Saturday, May 5, 2007
The Legend of the Felt Hat
1874
There is a legend among the hatters that felt was invented by no less a personage than St. Clement, the patron saint of their trade. Wishing to make a pilgrimage to the Holy Sepulchre, and at the same time to do penance for sundry unexpiated peccadilloes, the pious monk started on his journey afoot. As to whether he was afflicted with corns or kindred miseries, the ancient chronicle from which this information is derived is silent; but, at all events, a few days' successive tramping soon began to blister his feet. In order to obtain relief, it occurred to him to line his shoes with the fur of a rabbit. This he did, and, on arriving at his destination, was surprised to find that the warmth and moisture of his feet had worked the soft hair into a cloth-like mass. The idea thus suggested he elaborated in the solitude of his cell, and, finally, there being no patent laws in existence in those days, he gratuitously presented to his fellow- mortals the result of his genius in the shape of a felt hat.
The English Language
In the English Bible and in the works of authors living in the times of King James the word "his" is employed in the sense in which we now use "its." Years ago Richard C. Trench asserted that, in the "authorized version of the Bible 'its' does not once occur." This statement is sustained by Webster and Worcester, but it has recently been discovered that Leviticus, twenty-fifth chapter and fifth verse, reads, "that which groweth of its own accord." This verse reads as above in the modern editions of the Bible, but the change may be one of those corrections that have gradually slipped into the text. An examination of the early editions only can settle the question.

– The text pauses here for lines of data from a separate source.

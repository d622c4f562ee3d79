//! Persistence implementations
//!
//! This module provides file-based implementations of the repository traits.

mod file_record_store;

pub use file_record_store::FileRecordStore;
//! Repository trait definitions for data persistence

use livraisons_types::{Billing, DeliveryFormData, DeliveryRecord, Error, ExpenseRecord, NewBilling};

/// The backend holding deliveries, their expenses and billings.
///
/// Calls are plain request/response: no locking, no retry, no versioning.
/// Updates and deletes are unconditional by id, so the last write wins.
pub trait RecordStore {
    /// All deliveries with their expense joined, newest first
    fn list_deliveries(&self) -> Result<Vec<DeliveryRecord>, Error>;

    /// Create a delivery from form data
    fn create_delivery(&self, form: &DeliveryFormData) -> Result<DeliveryRecord, Error>;

    /// Replace the editable fields of a delivery
    fn update_delivery(&self, id: i64, form: &DeliveryFormData) -> Result<DeliveryRecord, Error>;

    /// Delete a delivery for good; `PermissionDenied` if the access policy refuses
    fn delete_delivery(&self, id: i64) -> Result<(), Error>;

    /// Create or replace the expense of a delivery, keyed by `delivery_id`
    fn upsert_expense(&self, expense: &ExpenseRecord) -> Result<ExpenseRecord, Error>;

    /// Record a billing with status pending
    fn create_billing(&self, billing: &NewBilling) -> Result<Billing, Error>;

    /// All billings, newest first
    fn list_billings(&self) -> Result<Vec<Billing>, Error>;

    /// Stamp deliveries with the billing they were invoiced under
    fn update_deliveries_billing_link(&self, ids: &[i64], billing_id: i64) -> Result<(), Error>;

    /// Record a billing and stamp its deliveries.
    ///
    /// The default runs two separate calls and is not atomic: if stamping
    /// fails, the billing row stays behind with no deliveries pointing at it,
    /// and the returned error names it. Stores that can do both in one
    /// write should override this.
    fn create_billing_with_links(&self, billing: &NewBilling, ids: &[i64]) -> Result<Billing, Error> {
        let created = self.create_billing(billing)?;
        if let Err(err) = self.update_deliveries_billing_link(ids, created.id) {
            tracing::error!(
                billing_id = created.id,
                billing_number = %created.billing_number,
                error = %err,
                "billing recorded but deliveries were not linked"
            );
            return Err(Error::remote(format!(
                "billing {} (#{}) was recorded but its deliveries were not linked: {}",
                created.billing_number, created.id, err
            )));
        }
        Ok(created)
    }
}

#[cfg(test)]
mod tests {
    use super::*;
    use chrono::Utc;
    use livraisons_types::{BillingStatus, ErrorKind};
    use std::cell::RefCell;

    /// Billing table only; linking fails on demand
    struct FlakyStore {
        billings: RefCell<Vec<Billing>>,
        linked: RefCell<Vec<(i64, i64)>>,
        fail_link: bool,
    }

    impl FlakyStore {
        fn new(fail_link: bool) -> Self {
            Self {
                billings: RefCell::new(Vec::new()),
                linked: RefCell::new(Vec::new()),
                fail_link,
            }
        }
    }

    impl RecordStore for FlakyStore {
        fn list_deliveries(&self) -> Result<Vec<DeliveryRecord>, Error> {
            Ok(Vec::new())
        }
        fn create_delivery(&self, _form: &DeliveryFormData) -> Result<DeliveryRecord, Error> {
            Err(Error::remote("not supported"))
        }
        fn update_delivery(&self, id: i64, _form: &DeliveryFormData) -> Result<DeliveryRecord, Error> {
            Err(Error::DeliveryNotFound(id))
        }
        fn delete_delivery(&self, id: i64) -> Result<(), Error> {
            Err(Error::DeliveryNotFound(id))
        }
        fn upsert_expense(&self, expense: &ExpenseRecord) -> Result<ExpenseRecord, Error> {
            Ok(expense.clone())
        }
        fn create_billing(&self, billing: &NewBilling) -> Result<Billing, Error> {
            let mut billings = self.billings.borrow_mut();
            let row = Billing {
                id: billings.len() as i64 + 1,
                billing_number: billing.billing_number.clone(),
                created_at: Utc::now(),
                total_weight: billing.total_weight,
                price_per_ton: billing.price_per_ton,
                total_amount: billing.total_amount,
                status: BillingStatus::Pending,
                notes: billing.notes.clone(),
            };
            billings.push(row.clone());
            Ok(row)
        }
        fn list_billings(&self) -> Result<Vec<Billing>, Error> {
            Ok(self.billings.borrow().clone())
        }
        fn update_deliveries_billing_link(&self, ids: &[i64], billing_id: i64) -> Result<(), Error> {
            if self.fail_link {
                return Err(Error::remote("connection reset by peer"));
            }
            self.linked
                .borrow_mut()
                .extend(ids.iter().map(|id| (*id, billing_id)));
            Ok(())
        }
    }

    fn new_billing() -> NewBilling {
        NewBilling {
            billing_number: "INV-20240610-0042".to_string(),
            total_weight: 3.0,
            price_per_ton: 1000.0,
            total_amount: 3000.0,
            notes: None,
        }
    }

    #[test]
    fn test_default_links_after_create() {
        let store = FlakyStore::new(false);
        let billing = store.create_billing_with_links(&new_billing(), &[4, 5]).unwrap();
        assert_eq!(*store.linked.borrow(), vec![(4, billing.id), (5, billing.id)]);
    }

    #[test]
    fn test_default_leaves_orphan_on_link_failure() {
        let store = FlakyStore::new(true);
        let err = store.create_billing_with_links(&new_billing(), &[4]).unwrap_err();
        assert_eq!(err.kind(), ErrorKind::RemoteFailure);
        assert!(err.to_string().contains("INV-20240610-0042"));
        // The billing row is not rolled back
        assert_eq!(store.list_billings().unwrap().len(), 1);
        assert!(store.linked.borrow().is_empty());
    }
}
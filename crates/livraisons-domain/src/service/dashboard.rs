//! Headline figures over the whole delivery list

use std::collections::HashSet;

use chrono::{DateTime, Duration, Utc};
use serde::Serialize;

use livraisons_types::DeliveryRecord;

use super::filter::total_weight;

pub const ACTIVE_TRUCK_DAYS: i64 = 30;
pub const RECENT_ACTIVITY_DAYS: i64 = 7;

#[derive(Debug, Clone, Default, PartialEq, Serialize)]
pub struct DashboardMetrics {
    pub total_deliveries: usize,
    pub total_weight_kg: f64,
    /// Distinct plates loaded in the last 30 days
    pub active_trucks: usize,
    /// Deliveries entered in the last 7 days
    pub recent_activity: usize,
}

impl DashboardMetrics {
    pub fn compute(deliveries: &[DeliveryRecord], now: DateTime<Utc>) -> Self {
        let active_since = (now - Duration::days(ACTIVE_TRUCK_DAYS)).date_naive();
        let recent_since = now - Duration::days(RECENT_ACTIVITY_DAYS);

        let active_trucks = deliveries
            .iter()
            .filter(|d| d.loading_date >= active_since)
            .map(|d| d.truck_immatriculation.as_str())
            .collect::<HashSet<_>>()
            .len();

        // Records without a creation time count by their loading date
        let recent_activity = deliveries
            .iter()
            .filter(|d| match d.created_at {
                Some(created) => created >= recent_since,
                None => d.loading_date >= recent_since.date_naive(),
            })
            .count();

        Self {
            total_deliveries: deliveries.len(),
            total_weight_kg: total_weight(deliveries),
            active_trucks,
            recent_activity,
        }
    }
}
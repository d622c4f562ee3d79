//! Output formatting module

use serde::Serialize;

use livraisons_domain::service::{
    delivery_expense_total, format_amount, total_billed_amount, DashboardMetrics,
    ExpenseBreakdown, GroupedView,
};
use livraisons_infra::backend_import::ImportResult;
use livraisons_types::{Billing, DeliveryRecord, OutputFormat, Result};

/// Print a value as pretty JSON
pub fn print_json<T: Serialize + ?Sized>(value: &T) -> Result<()> {
    println!("{}", serde_json::to_string_pretty(value)?);
    Ok(())
}

fn cut(s: &str, max: usize) -> String {
    if s.chars().count() <= max {
        s.to_string()
    } else {
        let head: String = s.chars().take(max.saturating_sub(1)).collect();
        format!("{}…", head)
    }
}

fn delivery_row(d: &DeliveryRecord, expenses: f64) -> String {
    format!(
        "{:>5}  {:<12} {:<18} {}  {}  {:>9.0}  {:<10} {:<12} {:>10}  {}",
        d.id,
        cut(&d.truck_immatriculation, 12),
        cut(&d.driver_names, 18),
        d.loading_date,
        d.unloading_date,
        d.weight_loaded,
        cut(&d.delivery_bond_number, 10),
        d.truck_type.label(),
        format_amount(expenses),
        if d.is_billed() { "billed" } else { "" }
    )
}

pub fn output_grouped(format: OutputFormat, view: &GroupedView) -> Result<()> {
    if format == OutputFormat::Json {
        return print_json(view);
    }

    if view.groups.is_empty() {
        println!("No deliveries found.");
        return Ok(());
    }

    println!(
        "{:>5}  {:<12} {:<18} {:<10}  {:<10}  {:>9}  {:<10} {:<12} {:>10}",
        "ID", "Plate", "Drivers", "Loaded", "Unloaded", "Kg", "Bond #", "Type", "Expenses"
    );
    for group in &view.groups {
        println!();
        println!(
            "== {} ({} deliveries, {} kg, expenses {})",
            group.owner,
            group.deliveries.len(),
            format_amount(group.total_weight_kg),
            format_amount(group.total_expenses)
        );
        for d in &group.deliveries {
            println!("{}", delivery_row(d, delivery_expense_total(d)));
        }
    }
    println!();
    println!(
        "Total: {} deliveries, {} kg, expenses {}",
        view.delivery_count,
        format_amount(view.total_weight_kg),
        format_amount(view.total_expenses)
    );
    Ok(())
}

#[derive(Serialize)]
struct DeliveryDetails<'a> {
    delivery: &'a DeliveryRecord,
    expenses: Option<ExpenseBreakdown>,
}

pub fn output_details(format: OutputFormat, delivery: &DeliveryRecord, currency: &str) -> Result<()> {
    let breakdown = ExpenseBreakdown::from_expense(delivery.expense.as_ref());
    if format == OutputFormat::Json {
        return print_json(&DeliveryDetails {
            delivery,
            expenses: breakdown,
        });
    }

    println!("\nDelivery #{}", delivery.id);
    println!("==============");
    println!("Plate:          {}", delivery.truck_immatriculation);
    println!("Drivers:        {}", delivery.driver_names);
    println!("Owner:          {}", delivery.truck_owner);
    println!("Truck type:     {}", delivery.truck_type);
    println!("Loading date:   {}", delivery.loading_date);
    println!("Unloading date: {}", delivery.unloading_date);
    println!("Weight:         {} kg", format_amount(delivery.weight_loaded));
    println!("Bond #:         {}", delivery.delivery_bond_number);
    match delivery.billing_id {
        Some(id) => println!("Billing:        #{}", id),
        None => println!("Billing:        not billed"),
    }

    match breakdown {
        Some(b) => {
            println!("\n--- Expenses ---");
            println!(
                "Diesel:         {} L x {} = {} {}",
                b.diesel_liters,
                format_amount(b.diesel_price_unit),
                format_amount(b.diesel_total),
                currency
            );
            println!("Road:           {} {}", format_amount(b.road_costs), currency);
            println!("Tolls:          {} {}", format_amount(b.toll_costs), currency);
            if b.extra_description.is_empty() {
                println!("Extra:          {} {}", format_amount(b.extra_costs), currency);
            } else {
                println!(
                    "Extra:          {} {} ({})",
                    format_amount(b.extra_costs),
                    currency,
                    b.extra_description
                );
            }
            println!("----------------");
            println!("Total:          {} {}", format_amount(b.total), currency);
        }
        None => println!("\nNo expenses recorded."),
    }
    Ok(())
}

pub fn output_billings(format: OutputFormat, billings: &[Billing], currency: &str) -> Result<()> {
    if format == OutputFormat::Json {
        return print_json(billings);
    }

    if billings.is_empty() {
        println!("No billings yet.");
        return Ok(());
    }

    println!(
        "{:<19} {:<17} {:>9} {:>10} {:>12}  {}",
        "Number", "Created", "Tons", "Rate", "Amount", "Status"
    );
    for b in billings {
        println!(
            "{:<19} {:<17} {:>9.3} {:>10} {:>12}  {}",
            b.billing_number,
            b.created_at.format("%Y-%m-%d %H:%M"),
            b.total_weight,
            format_amount(b.price_per_ton),
            format_amount(b.total_amount),
            b.status
        );
    }
    println!(
        "\n{} billing(s), {} {} billed",
        billings.len(),
        format_amount(total_billed_amount(billings)),
        currency
    );
    Ok(())
}

pub fn output_dashboard(format: OutputFormat, metrics: &DashboardMetrics) -> Result<()> {
    if format == OutputFormat::Json {
        return print_json(metrics);
    }

    println!("\nDashboard");
    println!("=========");
    println!("Total deliveries:     {}", metrics.total_deliveries);
    println!("Total weight:         {} kg", format_amount(metrics.total_weight_kg));
    println!("Active trucks (30d):  {}", metrics.active_trucks);
    println!("Recent activity (7d): {}", metrics.recent_activity);
    Ok(())
}

pub fn output_import(format: OutputFormat, result: &ImportResult) -> Result<()> {
    if format == OutputFormat::Json {
        return print_json(result);
    }

    if result.dry_run {
        println!("\n=== Dry Run Summary ===");
    } else {
        println!("\n=== Import Summary ===");
    }
    if result.cleared > 0 {
        println!("Cleared:             {}", result.cleared);
    }
    println!("Deliveries imported: {}", result.deliveries_imported);
    println!("  with expenses:     {}", result.expenses_imported);
    println!("Billings imported:   {}", result.billings_imported);
    println!("Skipped (existing):  {}", result.skipped);
    for err in &result.errors {
        println!("  ! {}", err);
    }
    Ok(())
}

A gentleman, while walking in his garden, caught his gardener asleep under a tree. He scolded him soundly for his laziness, and ended by telling him such a sluggard was not worthy to enjoy the light of the sun. "It was for that reason exactly," said the gardener, "that I crept into the shade."
Thursday, May 3, 2007
Singular Freaks of Nature — Cut Hair Continues to Grow
1878
Says an exchange: Our old friend, Dr. S. Haly, has exhibited to us a lock of hair cut from his boy's head when eighteen months old, and since carefully wrapped up, marked and laid away in the family Bible. At that time the lock was two inches long. Now it is fully six inches, and seems to be still growing with all its old-time lustre, fineness and beauty preserved. The son is alive and sixteen years old. The Doctor assures us there can be no mistake as to the identity of the hair, and wants an explanation. We know the hair and nails of corpses are known to flourish for a while, but these have whereupon to feed. This lock of hair had not.
A Strange Fish
One day last week, after a hard struggle, George Whitney captured on Cockenoes bar off Norwalk, a fish seldom seen in these parts. It answered the description given by ichthyologists of the goose fish or angler, also known as the fishing frog. It was four or five feet long, nearly as broad, flat, had one flap on each side something like a scale with an opening or pocket behind running forward under the mouth, and two small legs with five toes webbed together. The strangest feature, however, was its immense mortar-shaped mouth. When open it was frightful to contemplate, and would just about comfortably take in an ordinary keg. It was on exhibition for several days. It is a worthless fish and lives on muddy bottoms. — New Haven Palladium.
Wednesday, May 2, 2007
Throwing Old Shoes After a Bride
1878
The slipper or shoe is popularly supposed to be thrown for good luck, and in some parts of Europe the custom is to throw it after sailors about to go on a voyage, and after all who enter on perilous enterprises, such as marriage.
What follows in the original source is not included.